IC-ELISAs for the quantitative detection of monkeypox virus cross-immunogenic modified vaccinia virus Ankara antigens L1 and A33.

Vaccination is always the most effective approach to control and prevent monkeypox epidemics. The efficacy testing of vaccines is an important component of vaccine quality control. Based on the 3Rs principles, measuring the content of effective proteins in vaccines to evaluate vaccine efficacy is an excellent alternative to traditional in vivo assays.
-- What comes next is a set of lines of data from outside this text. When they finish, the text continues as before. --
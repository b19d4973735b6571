// SPDX-License-Identifier: PMPL-1.0-or-later
// Copyright (c) 2026 Jonathan D.A. Jewell (hyperpolymath) <jonathan.jewell@open.ac.uk>
//
// QR encoding for public keys. Symbols are rasterised to PNG so the same
// image can be embedded in HTML (as a data URL) and in PDF (as an XObject).

use image::{DynamicImage, Luma};
use qrcode::{EcLevel, QrCode};
use tracing::{debug, instrument};
use walletsheet_core::error::{Result, SheetError};
use walletsheet_core::types::{ImageFormat, ImageRef, QrErrorCorrection};

use crate::dataurl;

/// Default minimum edge length of a rendered symbol, in pixels.
const DEFAULT_MIN_DIMENSION: u32 = 180;

/// A rendered QR symbol.
#[derive(Debug, Clone, PartialEq)]
pub struct QrImage {
    width: u32,
    height: u32,
    image_ref: ImageRef,
}

impl QrImage {
    pub fn width(&self) -> u32 {
        self.width
    }

    pub fn height(&self) -> u32 {
        self.height
    }

    /// PNG data URL of the symbol.
    pub fn image_ref(&self) -> &ImageRef {
        &self.image_ref
    }
}

/// Encodes text into QR images at a fixed error correction level.
#[derive(Debug, Clone, Copy, PartialEq, Eq)]
pub struct QrEncoder {
    level: QrErrorCorrection,
    min_dimension: u32,
}

impl Default for QrEncoder {
    fn default() -> Self {
        Self::new(QrErrorCorrection::default())
    }
}

impl QrEncoder {
    pub fn new(level: QrErrorCorrection) -> Self {
        Self {
            level,
            min_dimension: DEFAULT_MIN_DIMENSION,
        }
    }

    /// Set the minimum edge length of rendered symbols.
    pub fn with_min_dimension(mut self, pixels: u32) -> Self {
        self.min_dimension = pixels.max(1);
        self
    }

    pub fn level(&self) -> QrErrorCorrection {
        self.level
    }

    /// Encode `text` as a PNG QR symbol.
    ///
    /// Fails with [`SheetError::Encoding`] when the text does not fit in any
    /// symbol version at the configured level.
    #[instrument(skip(self, text), fields(text_len = text.len(), level = ?self.level))]
    pub fn encode(&self, text: &str) -> Result<QrImage> {
        let code = QrCode::with_error_correction_level(text, ec_level(self.level))
            .map_err(|err| SheetError::Encoding(format!("QR encode: {err}")))?;

        let raster = code
            .render::<Luma<u8>>()
            .min_dimensions(self.min_dimension, self.min_dimension)
            .build();
        let (width, height) = raster.dimensions();

        let mut png = Vec::new();
        let mut cursor = std::io::Cursor::new(&mut png);
        DynamicImage::ImageLuma8(raster)
            .write_to(&mut cursor, image::ImageFormat::Png)
            .map_err(|err| SheetError::Encoding(format!("PNG encode: {err}")))?;

        debug!(width, height, png_len = png.len(), "QR symbol rendered");

        Ok(QrImage {
            width,
            height,
            image_ref: dataurl::encode(ImageFormat::Png, &png),
        })
    }
}

fn ec_level(level: QrErrorCorrection) -> EcLevel {
    match level {
        QrErrorCorrection::Low => EcLevel::L,
        QrErrorCorrection::Medium => EcLevel::M,
        QrErrorCorrection::Quartile => EcLevel::Q,
        QrErrorCorrection::High => EcLevel::H,
    }
}
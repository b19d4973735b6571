// SPDX-License-Identifier: PMPL-1.0-or-later
// Copyright (c) 2026 Jonathan D.A. Jewell (hyperpolymath) <jonathan.jewell@open.ac.uk>
//
// walletsheet: Core types, render options, and error definitions shared
// across all crates.

pub mod config;
pub mod error;
pub mod types;

pub use config::{RenderOptions, RenderOverrides};
pub use error::{Result, SheetError};
pub use types::*;
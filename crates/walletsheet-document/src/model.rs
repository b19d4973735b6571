// SPDX-License-Identifier: PMPL-1.0-or-later
// Copyright (c) 2026 Jonathan D.A. Jewell (hyperpolymath) <jonathan.jewell@open.ac.uk>
//
// Render model: the canonical, render-ready view of one recovery sheet.
//
// Raw backup data (typed or JSON) and extra annotations are normalized once
// here; both output backends read only from the resulting `RenderModel`.

use std::sync::OnceLock;

use serde_json::Value;
use tokio::task::JoinSet;
use tracing::{debug, info, instrument};
use walletsheet_core::config::{RenderOptions, RenderOverrides};
use walletsheet_core::error::{Result, SheetError};
use walletsheet_core::types::{BackupInfo, ExtraInfoEntry, ExtraInfoItem, SecretField};

use crate::qr::{QrEncoder, QrImage};

/// JSON key holding the key-index → public key mapping.
const PUBLIC_KEYS_KEY: &str = "blocktrailPublicKeys";

/// One public key as it appears on the sheet.
#[derive(Debug)]
pub struct PublicKeyEntry {
    key_index: u32,
    serialized_key: String,
    derivation_path: String,
    qr: OnceLock<QrImage>,
}

impl PublicKeyEntry {
    pub fn new(key_index: u32, serialized_key: impl Into<String>) -> Self {
        Self {
            key_index,
            serialized_key: serialized_key.into(),
            derivation_path: format!("M/{key_index}'"),
            qr: OnceLock::new(),
        }
    }

    pub fn key_index(&self) -> u32 {
        self.key_index
    }

    pub fn serialized_key(&self) -> &str {
        &self.serialized_key
    }

    pub fn derivation_path(&self) -> &str {
        &self.derivation_path
    }

    /// Caption printed under the QR tile.
    pub fn caption(&self) -> String {
        format!("KeyIndex: {} Path: {}", self.key_index, self.derivation_path)
    }

    /// The QR image, encoding it on first use. Later calls return the cached
    /// image.
    pub fn qr_image(&self, encoder: &QrEncoder) -> Result<&QrImage> {
        if let Some(image) = self.qr.get() {
            return Ok(image);
        }
        let image = encoder.encode(&self.serialized_key)?;
        Ok(self.qr.get_or_init(|| image))
    }

    /// The QR image if it has already been encoded.
    pub fn cached_qr_image(&self) -> Option<&QrImage> {
        self.qr.get()
    }

    fn store_qr_image(&self, image: QrImage) {
        // First writer wins; a concurrent encode of the same text is identical.
        let _ = self.qr.set(image);
    }
}

/// Everything needed to draw one sheet.
#[derive(Debug)]
pub struct RenderModel {
    identifier: String,
    backup: BackupInfo,
    public_keys: Vec<PublicKeyEntry>,
    extra_info: Vec<ExtraInfoItem>,
    options: RenderOptions,
}

impl RenderModel {
    /// Normalize typed inputs. Never fails: absent fields stay absent.
    ///
    /// Public keys keep the order of `backup.public_keys`; extra info keeps
    /// input order and is normalized to the structured form.
    #[instrument(skip_all, fields(keys = backup.public_keys.len(), extra = extra_info.len()))]
    pub fn build(
        identifier: impl Into<String>,
        backup: BackupInfo,
        extra_info: Vec<(String, ExtraInfoEntry)>,
        options: RenderOptions,
    ) -> Self {
        let public_keys = backup
            .public_keys
            .iter()
            .map(|(key_index, key)| PublicKeyEntry::new(*key_index, key.to_display_string()))
            .collect();

        let extra_info = extra_info
            .into_iter()
            .map(|(label, entry)| ExtraInfoItem::from_entry(&label, entry))
            .collect();

        Self {
            identifier: identifier.into(),
            backup,
            public_keys,
            extra_info,
            options,
        }
    }

    /// Normalize raw JSON inputs, merging `overrides` over the default
    /// options.
    pub fn from_json(
        identifier: impl Into<String>,
        backup: &Value,
        extra_info: &Value,
        overrides: RenderOverrides,
    ) -> Result<Self> {
        let backup = backup_info_from_json(backup)?;
        let extra_info = extra_info_from_json(extra_info)?;
        Ok(Self::build(
            identifier,
            backup,
            extra_info,
            RenderOptions::merged(overrides),
        ))
    }

    pub fn identifier(&self) -> &str {
        &self.identifier
    }

    pub fn backup(&self) -> &BackupInfo {
        &self.backup
    }

    pub fn public_keys(&self) -> &[PublicKeyEntry] {
        &self.public_keys
    }

    pub fn extra_info(&self) -> &[ExtraInfoItem] {
        &self.extra_info
    }

    pub fn options(&self) -> &RenderOptions {
        &self.options
    }

    /// Page 2 needs both the option and a non-empty encrypted secret.
    pub fn shows_page2(&self) -> bool {
        self.options.page2 && self.backup.secret(SecretField::EncryptedSecret).is_some()
    }

    /// Secrets printed in the "Backup Info" block, in print order, skipping
    /// absent ones.
    pub fn page_one_secrets(&self) -> impl Iterator<Item = (SecretField, &str)> {
        SecretField::PAGE_ONE
            .into_iter()
            .filter_map(|field| self.backup.secret(field).map(|value| (field, value)))
    }

    /// Encoder configured from the render options.
    pub fn qr_encoder(&self) -> QrEncoder {
        QrEncoder::new(self.options.qr_error_correction)
    }

    /// Encode every missing QR image, one after another.
    pub fn encode_qr_codes(&self, encoder: &QrEncoder) -> Result<()> {
        for entry in &self.public_keys {
            entry.qr_image(encoder)?;
        }
        Ok(())
    }

    /// Encode every missing QR image on the blocking pool and wait for all
    /// of them. The first failure aborts the remaining encodings.
    #[instrument(skip_all, fields(keys = self.public_keys.len()))]
    pub async fn encode_qr_codes_concurrently(&self, encoder: &QrEncoder) -> Result<()> {
        let mut tasks = JoinSet::new();
        for (position, entry) in self.public_keys.iter().enumerate() {
            if entry.cached_qr_image().is_some() {
                continue;
            }
            let encoder = *encoder;
            let text = entry.serialized_key.clone();
            tasks.spawn_blocking(move || (position, encoder.encode(&text)));
        }

        let pending = tasks.len();
        while let Some(joined) = tasks.join_next().await {
            let (position, encoded) = joined
                .map_err(|err| SheetError::RenderBackend(format!("QR encoding task failed: {err}")))?;
            self.public_keys[position].store_qr_image(encoded?);
        }

        info!(encoded = pending, "QR codes ready");
        Ok(())
    }
}

/// Parse backup data from JSON.
///
/// Unknown fields are ignored and missing or non-string secrets are absent.
/// The public key mapping, when present, must be an object whose keys are
/// non-negative integers and whose values are serialized keys.
pub fn backup_info_from_json(value: &Value) -> Result<BackupInfo> {
    let Some(object) = value.as_object() else {
        if value.is_null() {
            return Ok(BackupInfo::new());
        }
        return Err(SheetError::InvalidInput(
            "backup info must be a JSON object".into(),
        ));
    };

    let mut backup = BackupInfo::new();
    backup.wallet_version = match object.get("walletVersion") {
        Some(Value::String(version)) => Some(version.clone()),
        Some(Value::Number(version)) => Some(version.to_string()),
        _ => None,
    };

    for field in SecretField::PAGE_ONE
        .into_iter()
        .chain(std::iter::once(SecretField::EncryptedSecret))
    {
        if let Some(Value::String(secret)) = object.get(field.json_key()) {
            backup.set_secret(field, secret.as_str());
        }
    }

    match object.get(PUBLIC_KEYS_KEY) {
        None | Some(Value::Null) => {}
        Some(Value::Object(keys)) => {
            for (key_index, key) in keys {
                let index: u32 = key_index.parse().map_err(|_| {
                    SheetError::InvalidInput(format!(
                        "{PUBLIC_KEYS_KEY}: key index {key_index:?} is not a non-negative integer"
                    ))
                })?;
                let Value::String(serialized) = key else {
                    return Err(SheetError::InvalidInput(format!(
                        "{PUBLIC_KEYS_KEY}: key {index} is not a serialized key string"
                    )));
                };
                backup = backup.with_public_key(index, serialized.clone());
            }
        }
        Some(other) => {
            return Err(SheetError::InvalidInput(format!(
                "{PUBLIC_KEYS_KEY} must be a key index mapping, got {}",
                json_kind(other)
            )));
        }
    }

    debug!(?backup, "Backup info parsed");
    Ok(backup)
}

/// Parse extra annotations from JSON.
///
/// Accepts an object (label → value) or an array (position → value). Each
/// value is either a bare string or `{title, subtitle?, value}`.
pub fn extra_info_from_json(value: &Value) -> Result<Vec<(String, ExtraInfoEntry)>> {
    let entries: Vec<(String, &Value)> = match value {
        Value::Null => Vec::new(),
        Value::Object(map) => map.iter().map(|(k, v)| (k.clone(), v)).collect(),
        Value::Array(items) => items
            .iter()
            .enumerate()
            .map(|(i, v)| (i.to_string(), v))
            .collect(),
        other => {
            return Err(SheetError::InvalidInput(format!(
                "extra info must be an object or array, got {}",
                json_kind(other)
            )));
        }
    };

    entries
        .into_iter()
        .map(|(label, raw)| {
            let entry = serde_json::from_value::<ExtraInfoEntry>(raw.clone()).map_err(|err| {
                SheetError::InvalidInput(format!("extra info {label:?}: {err}"))
            })?;
            Ok((label, entry))
        })
        .collect()
}

fn json_kind(value: &Value) -> &'static str {
    match value {
        Value::Null => "null",
        Value::Bool(_) => "a boolean",
        Value::Number(_) => "a number",
        Value::String(_) => "a string",
        Value::Array(_) => "an array",
        Value::Object(_) => "an object",
    }
}
// SPDX-License-Identifier: PMPL-1.0-or-later
// Copyright (c) 2026 Jonathan D.A. Jewell (hyperpolymath) <jonathan.jewell@open.ac.uk>
//
// walletsheet: render a wallet recovery sheet from backup JSON.
//
// Entry point. Initialises logging, layers render options (defaults, options
// file, flags), and writes the sheet as HTML or PDF.

use std::path::{Path, PathBuf};
use std::process::ExitCode;

use clap::{Parser, ValueEnum};
use serde_json::Value;
use tracing::{error, info};
use walletsheet_core::error::{Result, SheetError};
use walletsheet_core::types::{ImageFormat, PaperSize, QrErrorCorrection};
use walletsheet_core::RenderOverrides;
use walletsheet_document::{HtmlTemplate, RecoverySheet, RenderModel, dataurl};

#[derive(Parser, Debug)]
#[command(name = "walletsheet")]
#[command(about = "Render a printable wallet recovery sheet", long_about = None)]
#[command(version)]
struct Cli {
    /// Backup data JSON file
    #[arg(short, long)]
    backup: PathBuf,

    /// Wallet identifier printed on the sheet
    #[arg(short, long)]
    identifier: String,

    /// Extra info JSON file (object or array)
    #[arg(short, long)]
    extra: Option<PathBuf>,

    /// Render options JSON file, applied before the flags below
    #[arg(long)]
    options: Option<PathBuf>,

    /// Output format
    #[arg(short, long, value_enum, default_value_t = OutputFormat::Pdf)]
    format: OutputFormat,

    /// Output file
    #[arg(short, long)]
    output: PathBuf,

    /// HTML template file (HTML output only)
    #[arg(long)]
    template: Option<PathBuf>,

    /// Leave out the backup info page
    #[arg(long)]
    no_page1: bool,

    /// Leave out the password encrypted secret page
    #[arg(long)]
    no_page2: bool,

    /// Leave out the recovery instructions
    #[arg(long)]
    no_page3: bool,

    /// Network name used in the title
    #[arg(long)]
    network: Option<String>,

    /// Branding image (PNG or JPEG) drawn at the top of every page
    #[arg(long)]
    branding: Option<PathBuf>,

    /// Paper size for PDF output
    #[arg(long, value_enum)]
    paper: Option<Paper>,

    /// QR error correction level
    #[arg(long, value_enum)]
    qr_level: Option<QrLevel>,
}

#[derive(Debug, Clone, Copy, PartialEq, Eq, ValueEnum)]
enum OutputFormat {
    Html,
    Pdf,
}

#[derive(Debug, Clone, Copy, PartialEq, Eq, ValueEnum)]
enum Paper {
    A4,
    A5,
    Letter,
    Legal,
}

impl From<Paper> for PaperSize {
    fn from(paper: Paper) -> Self {
        match paper {
            Paper::A4 => PaperSize::A4,
            Paper::A5 => PaperSize::A5,
            Paper::Letter => PaperSize::Letter,
            Paper::Legal => PaperSize::Legal,
        }
    }
}

#[derive(Debug, Clone, Copy, PartialEq, Eq, ValueEnum)]
enum QrLevel {
    Low,
    Medium,
    Quartile,
    High,
}

impl From<QrLevel> for QrErrorCorrection {
    fn from(level: QrLevel) -> Self {
        match level {
            QrLevel::Low => QrErrorCorrection::Low,
            QrLevel::Medium => QrErrorCorrection::Medium,
            QrLevel::Quartile => QrErrorCorrection::Quartile,
            QrLevel::High => QrErrorCorrection::High,
        }
    }
}

impl Cli {
    /// Overrides given directly on the command line.
    fn flag_overrides(&self) -> Result<RenderOverrides> {
        let branding_image = match &self.branding {
            Some(path) => Some(load_branding(path)?),
            None => None,
        };
        Ok(RenderOverrides {
            page1: self.no_page1.then_some(false),
            page2: self.no_page2.then_some(false),
            page3: self.no_page3.then_some(false),
            branding_image,
            network: self.network.clone(),
            paper_size: self.paper.map(PaperSize::from),
            qr_error_correction: self.qr_level.map(QrErrorCorrection::from),
        })
    }

    /// Options file first, flags on top.
    fn overrides(&self) -> Result<RenderOverrides> {
        let from_file = match &self.options {
            Some(path) => serde_json::from_value(read_json(path)?)?,
            None => RenderOverrides::default(),
        };
        Ok(from_file.or_from(self.flag_overrides()?))
    }
}

fn read_json(path: &Path) -> Result<Value> {
    let text = std::fs::read_to_string(path).map_err(|err| {
        SheetError::InvalidInput(format!("cannot read {}: {err}", path.display()))
    })?;
    Ok(serde_json::from_str(&text)?)
}

fn load_branding(path: &Path) -> Result<walletsheet_core::types::ImageRef> {
    let format = path
        .extension()
        .and_then(|ext| ext.to_str())
        .and_then(ImageFormat::from_extension)
        .ok_or_else(|| {
            SheetError::InvalidInput(format!(
                "branding image must be .png, .jpg or .jpeg: {}",
                path.display()
            ))
        })?;
    let bytes = std::fs::read(path)?;
    Ok(dataurl::encode(format, &bytes))
}

async fn run(cli: Cli) -> Result<()> {
    // Fail on a bad template before any parsing or QR work.
    let template = match (&cli.template, cli.format) {
        (Some(path), OutputFormat::Html) => Some(HtmlTemplate::load(path)?),
        (None, OutputFormat::Html) => Some(HtmlTemplate::builtin()),
        (_, OutputFormat::Pdf) => None,
    };

    let backup = read_json(&cli.backup)?;
    let extra = match &cli.extra {
        Some(path) => read_json(path)?,
        None => Value::Null,
    };
    let model = RenderModel::from_json(cli.identifier.clone(), &backup, &extra, cli.overrides()?)?;
    info!(
        identifier = model.identifier(),
        keys = model.public_keys().len(),
        "Render model ready"
    );

    let sheet = RecoverySheet::new(model);
    match template {
        Some(template) => sheet.write_html_to_file(&template, &cli.output)?,
        None => {
            let bytes = sheet.render_pdf_async().await?;
            std::fs::write(&cli.output, bytes)?;
            info!("Wrote PDF sheet to {}", cli.output.display());
        }
    }
    Ok(())
}

#[tokio::main]
async fn main() -> ExitCode {
    tracing_subscriber::fmt()
        .with_env_filter(
            tracing_subscriber::EnvFilter::try_from_default_env()
                .unwrap_or_else(|_| tracing_subscriber::EnvFilter::new("info")),
        )
        .init();

    let cli = Cli::parse();
    match run(cli).await {
        Ok(()) => ExitCode::SUCCESS,
        Err(err) => {
            error!(error = %err, "Rendering failed");
            if err.is_caller_error() {
                ExitCode::from(2)
            } else {
                ExitCode::FAILURE
            }
        }
    }
}
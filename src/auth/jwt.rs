use chrono::{Duration, Utc};
use jsonwebtoken::{DecodingKey, EncodingKey, Header, Validation, decode, encode};
use serde::{Deserialize, Serialize};
use uuid::Uuid;

#[derive(Debug, Serialize, Deserialize, Clone)]
pub struct Claims {
    pub sub: Uuid,
    pub exp: i64,
}

impl Claims {
    pub fn new(user_id: Uuid, ttl_hours: i64) -> Self {
        Self {
            sub: user_id,
            exp: (Utc::now() + Duration::hours(ttl_hours)).timestamp(),
        }
    }
}

pub fn encode_token(claims: &Claims, secret: &str) -> Result<String, String> {
    encode(
        &Header::default(),
        claims,
        &EncodingKey::from_secret(secret.as_bytes()),
    )
    .map_err(|e| format!("JWT encode failed: {e}"))
}

/// Why a presented token was refused.
#[derive(Debug, PartialEq)]
pub enum TokenError {
    Expired,
    Invalid,
}

pub fn decode_token(token: &str, secret: &str) -> Result<Claims, TokenError> {
    decode::<Claims>(
        token,
        &DecodingKey::from_secret(secret.as_bytes()),
        &Validation::default(),
    )
    .map(|data| data.claims)
    .map_err(|e| match e.kind() {
        jsonwebtoken::errors::ErrorKind::ExpiredSignature => TokenError::Expired,
        _ => TokenError::Invalid,
    })
}
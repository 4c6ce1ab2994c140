use axum::http::StatusCode;
use axum::response::{IntoResponse, Response};
use serde_json::json;

/// A single failed field check, reported under `details`.
#[derive(Debug, Clone, serde::Serialize)]
pub struct FieldError {
    pub field: &'static str,
    pub message: String,
}

impl FieldError {
    pub fn new(field: &'static str, message: impl Into<String>) -> Self {
        Self {
            field,
            message: message.into(),
        }
    }
}

#[derive(Debug)]
pub enum AppError {
    NotFound(String),
    Unauthorized(String),
    Forbidden(String),
    Validation(Vec<FieldError>),
    Conflict(String),
    Internal(String),
    Database(sqlx::Error),
}

impl std::fmt::Display for AppError {
    fn fmt(&self, f: &mut std::fmt::Formatter<'_>) -> std::fmt::Result {
        match self {
            AppError::NotFound(msg) => write!(f, "Not Found: {msg}"),
            AppError::Unauthorized(msg) => write!(f, "Unauthorized: {msg}"),
            AppError::Forbidden(msg) => write!(f, "Forbidden: {msg}"),
            AppError::Validation(errors) => write!(f, "Validation failed: {} error(s)", errors.len()),
            AppError::Conflict(msg) => write!(f, "Conflict: {msg}"),
            AppError::Internal(msg) => write!(f, "Internal Error: {msg}"),
            AppError::Database(err) => write!(f, "Database Error: {err}"),
        }
    }
}

impl IntoResponse for AppError {
    fn into_response(self) -> Response {
        let (status, error, message) = match &self {
            AppError::NotFound(msg) => (StatusCode::NOT_FOUND, "Not found", msg.clone()),
            AppError::Unauthorized(msg) => (StatusCode::UNAUTHORIZED, "Unauthorized", msg.clone()),
            AppError::Forbidden(msg) => (StatusCode::FORBIDDEN, "Access denied", msg.clone()),
            AppError::Validation(details) => {
                let body = json!({ "error": "Validation failed", "details": details });
                return (StatusCode::BAD_REQUEST, axum::Json(body)).into_response();
            }
            AppError::Conflict(msg) => (StatusCode::CONFLICT, "Conflict", msg.clone()),
            AppError::Internal(msg) => {
                tracing::error!("Internal error: {msg}");
                (
                    StatusCode::INTERNAL_SERVER_ERROR,
                    "Internal server error",
                    "Something went wrong".to_string(),
                )
            }
            AppError::Database(err) => {
                tracing::error!("Database error: {err}");
                (
                    StatusCode::INTERNAL_SERVER_ERROR,
                    "Internal server error",
                    "Something went wrong".to_string(),
                )
            }
        };

        let body = json!({ "error": error, "message": message });
        (status, axum::Json(body)).into_response()
    }
}

impl From<sqlx::Error> for AppError {
    fn from(err: sqlx::Error) -> Self {
        AppError::Database(err)
    }
}

/// Name of the unique constraint a write violated, if that is why it failed.
pub fn unique_violation(err: &sqlx::Error) -> Option<&str> {
    match err {
        sqlx::Error::Database(db_err) if db_err.is_unique_violation() => {
            Some(db_err.constraint().unwrap_or_default())
        }
        _ => None,
    }
}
In this study, we reported two indirect competitive ELISA (IC-ELISA) methods based on the use of M1- and A35-specific antibodies that recognize the L1 and A33 proteins of the modified vaccinia virus Ankara (MVA) vaccine, which are cross-immunogenic to monkeypox virus (MPXV), respectively. M1-IC-ELISA was shown to be linear over the range of 31.25-2000 ng/mL with an LOD value of 48.36 ng/mL. A35-IC-ELISA was shown to be linear over the range of 3.90-1000 ng/mL with an LOD value of 3.74 ng/mL. These two methods were found to be specific, precise, accurate and robust in the quantification of cross-immunogenic L1 and A33 in final MVA vaccine and showed a strong correlation with viral titer, MPXV cross-antibody titer and MVA neutralizing antibody titer. The developed methods may be an alternative to the in vivo assay in quality control testing of MVA vaccine.